##### SUPPLIED INFORMATION
/*
MIT License

Copyright (c) 2021 Philipp Schuster

Permission is hereby granted, free of charge, to any person obtaining a copy
of this software and associated documentation files (the "Software"), to deal
in the Software without restriction, including without limitation the rights
to use, copy, modify, merge, publish, distribute, sublicense, and/or sell
copies of the Software, and to permit persons to whom the Software is
furnished to do so, subject to the following conditions:

The above copyright notice and this permission notice shall be included in all
copies or substantial portions of the Software.

THE SOFTWARE IS PROVIDED "AS IS", WITHOUT WARRANTY OF ANY KIND, EXPRESS OR
IMPLIED, INCLUDING BUT NOT LIMITED TO THE WARRANTIES OF MERCHANTABILITY,
FITNESS FOR A PARTICULAR PURPOSE AND NONINFRINGEMENT. IN NO EVENT SHALL THE
AUTHORS OR COPYRIGHT HOLDERS BE LIABLE FOR ANY CLAIM, DAMAGES OR OTHER
LIABILITY, WHETHER IN AN ACTION OF CONTRACT, TORT OR OTHERWISE, ARISING FROM,
OUT OF OR IN CONNECTION WITH THE SOFTWARE OR THE USE OR OTHER DEALINGS IN THE
SOFTWARE.
*/

//! Timers that run as tasks on a `tokio` runtime instead of a dedicated thread.
//!
//! The contract is the same as for the thread backed timers in [`crate::thread`],
//! but callbacks are futures. Tasks only make progress while the runtime they
//! were spawned on lives.

use crate::error::TimerError;
use crate::options::TimerOptions;
use crate::registry::{self, CancelToken, Registration, TimerId};
use futures_util::FutureExt;
use std::fmt;
use std::future::Future;
use std::panic::AssertUnwindSafe;
use std::sync::atomic::{AtomicU64, Ordering};
use std::sync::Arc;
use std::time::Duration;
use tokio::runtime::Handle;
use tokio::task::{JoinError, JoinHandle};
use tokio::time::{Instant, MissedTickBehavior};
use tracing::{debug, error};

/// Periods and delays are capped to this, so deadlines can't overflow `Instant`.
const FAR_FUTURE: Duration = Duration::from_secs(86400 * 365 * 30);

fn current_runtime() -> Result<Handle, TimerError> {
    Handle::try_current().map_err(|_| TimerError::NoRuntime)
}

/// Maps the failure of a timer task. Panics of callbacks are caught inside the
/// task, so this is usually the runtime shutting down before the task completed.
fn join_error(err: JoinError) -> TimerError {
    match err.try_into_panic() {
        Ok(payload) => TimerError::from_panic(payload),
        Err(_) => TimerError::Cancelled,
    }
}

/// Async version of [`crate::RepeatingTimer`]. Instead of a closure, it is driven
/// by a non-async closure that produces futures, one per tick.
#[must_use = "dropping the handle detaches the timer, it keeps running"]
pub struct RepeatingTask {
    id: TimerId,
    token: Arc<CancelToken>,
    invocations: Arc<AtomicU64>,
    task: JoinHandle<Result<u64, TimerError>>,
}

impl RepeatingTask {
    /// Spawns the interval on the current `tokio` runtime.
    pub fn spawn<Func, Fut>(producer: Func, period: Duration) -> Result<Self, TimerError>
    where
        Func: FnMut() -> Fut + Send + 'static,
        Fut: Future<Output = ()> + Send + 'static,
    {
        Self::spawn_with(&TimerOptions::default(), producer, period)
    }

    /// Like [`RepeatingTask::spawn`], honouring the period related options.
    /// Thread options like the name don't apply to tasks.
    pub fn spawn_with<Func, Fut>(
        opts: &TimerOptions,
        producer: Func,
        period: Duration,
    ) -> Result<Self, TimerError>
    where
        Func: FnMut() -> Fut + Send + 'static,
        Fut: Future<Output = ()> + Send + 'static,
    {
        opts.check_period(period)?;
        let runtime = current_runtime()?;

        let reg = registry::register();
        let id = reg.id();
        let token = reg.token().clone();
        let invocations = Arc::new(AtomicU64::new(0));
        let task = runtime.spawn(run_repeating(
            reg,
            producer,
            period,
            opts.is_immediate(),
            invocations.clone(),
        ));
        debug!(timer = %id, ?period, "spawned repeating task");

        Ok(Self {
            id,
            token,
            invocations,
            task,
        })
    }

    pub fn id(&self) -> TimerId {
        self.id
    }

    /// Stops the interval. A future that is currently awaited completes, but no
    /// further tick is processed.
    pub fn cancel(&self) -> bool {
        self.token.cancel()
    }

    pub fn is_cancelled(&self) -> bool {
        self.token.is_cancelled()
    }

    pub fn is_finished(&self) -> bool {
        self.task.is_finished()
    }

    pub fn invocations(&self) -> u64 {
        self.invocations.load(Ordering::SeqCst)
    }

    /// Waits for the task to end and returns the number of completed
    /// invocations, or the panic of the callback. Cancel the task first, an
    /// interval doesn't end on its own.
    pub async fn join(self) -> Result<u64, TimerError> {
        self.task.await.map_err(join_error)?
    }

    pub fn detach(self) -> TimerId {
        self.id
    }
}

impl fmt::Debug for RepeatingTask {
    fn fmt(&self, f: &mut fmt::Formatter<'_>) -> fmt::Result {
        f.debug_struct("RepeatingTask")
            .field("id", &self.id)
            .field("cancelled", &self.is_cancelled())
            .field("finished", &self.is_finished())
            .field("invocations", &self.invocations())
            .finish()
    }
}

async fn run_repeating<Func, Fut>(
    reg: Registration,
    mut producer: Func,
    period: Duration,
    immediate: bool,
    invocations: Arc<AtomicU64>,
) -> Result<u64, TimerError>
where
    Func: FnMut() -> Fut,
    Fut: Future<Output = ()>,
{
    let token = reg.token();
    let period = period.min(FAR_FUTURE);

    // the first tick of a tokio interval completes immediately
    let start = if immediate {
        Instant::now()
    } else {
        Instant::now() + period
    };
    let mut int = tokio::time::interval_at(start, period);
    int.set_missed_tick_behavior(MissedTickBehavior::Delay);

    loop {
        tokio::select! {
            biased;
            () = token.cancelled() => break,
            _ = int.tick() => {}
        }

        // creating the future may panic as well as polling it
        let tick = AssertUnwindSafe(async { producer().await });
        if let Err(payload) = tick.catch_unwind().await {
            let err = TimerError::from_panic(payload);
            error!(timer = %reg.id(), %err, "repeating task stopped");
            return Err(err);
        }
        invocations.fetch_add(1, Ordering::SeqCst);
    }

    let total = invocations.load(Ordering::SeqCst);
    debug!(timer = %reg.id(), invocations = total, "repeating task cancelled");
    Ok(total)
}

/// Async version of [`crate::DelayedTimer`]. Awaits a future once after a delay.
#[must_use = "dropping the handle detaches the timer, it still fires"]
pub struct DelayedTask<T> {
    id: TimerId,
    token: Arc<CancelToken>,
    task: JoinHandle<Result<T, TimerError>>,
}

impl<T: Send + 'static> DelayedTask<T> {
    /// Spawns the timeout on the current `tokio` runtime. The future is not
    /// polled before the delay elapsed.
    pub fn spawn<Fut>(future: Fut, delay: Duration) -> Result<Self, TimerError>
    where
        Fut: Future<Output = T> + Send + 'static,
    {
        let runtime = current_runtime()?;

        let reg = registry::register();
        let id = reg.id();
        let token = reg.token().clone();
        let task = runtime.spawn(run_delayed(reg, future, delay));
        debug!(timer = %id, ?delay, "spawned delayed task");

        Ok(Self { id, token, task })
    }
}

impl<T> DelayedTask<T> {
    pub fn id(&self) -> TimerId {
        self.id
    }

    /// Prevents the future from being awaited. Returns `false` if it already
    /// started.
    pub fn cancel(&self) -> bool {
        self.token.cancel()
    }

    pub fn is_cancelled(&self) -> bool {
        self.token.is_cancelled()
    }

    pub fn is_finished(&self) -> bool {
        self.task.is_finished()
    }

    /// Waits for the output of the future.
    pub async fn join(self) -> Result<T, TimerError> {
        self.task.await.map_err(join_error)?
    }

    pub fn detach(self) -> TimerId {
        self.id
    }
}

impl<T> fmt::Debug for DelayedTask<T> {
    fn fmt(&self, f: &mut fmt::Formatter<'_>) -> fmt::Result {
        f.debug_struct("DelayedTask")
            .field("id", &self.id)
            .field("cancelled", &self.is_cancelled())
            .field("finished", &self.is_finished())
            .finish()
    }
}

async fn run_delayed<Fut, T>(reg: Registration, future: Fut, delay: Duration) -> Result<T, TimerError>
where
    Fut: Future<Output = T>,
{
    let token = reg.token();
    tokio::select! {
        biased;
        () = token.cancelled() => {}
        () = tokio::time::sleep(delay.min(FAR_FUTURE)) => {}
    }
    if !token.commit() {
        debug!(timer = %reg.id(), "delayed task cancelled before firing");
        return Err(TimerError::Cancelled);
    }

    match AssertUnwindSafe(future).catch_unwind().await {
        Ok(value) => {
            debug!(timer = %reg.id(), "delayed task fired");
            Ok(value)
        }
        Err(payload) => {
            let err = TimerError::from_panic(payload);
            error!(timer = %reg.id(), %err, "delayed task failed");
            Err(err)
        }
    }
}
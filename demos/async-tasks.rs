use std::time::Duration;
use thread_js_set_interval::{set_interval_async, set_timeout_async, TimerError};

async fn tick() {
    println!("hello from async interval");
}

#[tokio::main]
async fn main() -> Result<(), TimerError> {
    tracing_subscriber::fmt::init();

    let interval = set_interval_async!(tick, 10)?;
    let timeout = set_timeout_async!(
        async {
            tokio::time::sleep(Duration::from_millis(5)).await;
            "hello from async timeout"
        },
        25
    )?;

    println!("{}", timeout.join().await?);
    interval.cancel();
    let count = interval.join().await?;
    println!("interval fired {count} times");
    Ok(())
}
##########
ASSIGNED TASK:
What lines in the listing above contain the word "dropping"? Show each one.

THE COMPLETED TASK:
#[must_use = "dropping the handle detaches the timer, it keeps running"]
#[must_use = "dropping the handle detaches the timer, it still fires"]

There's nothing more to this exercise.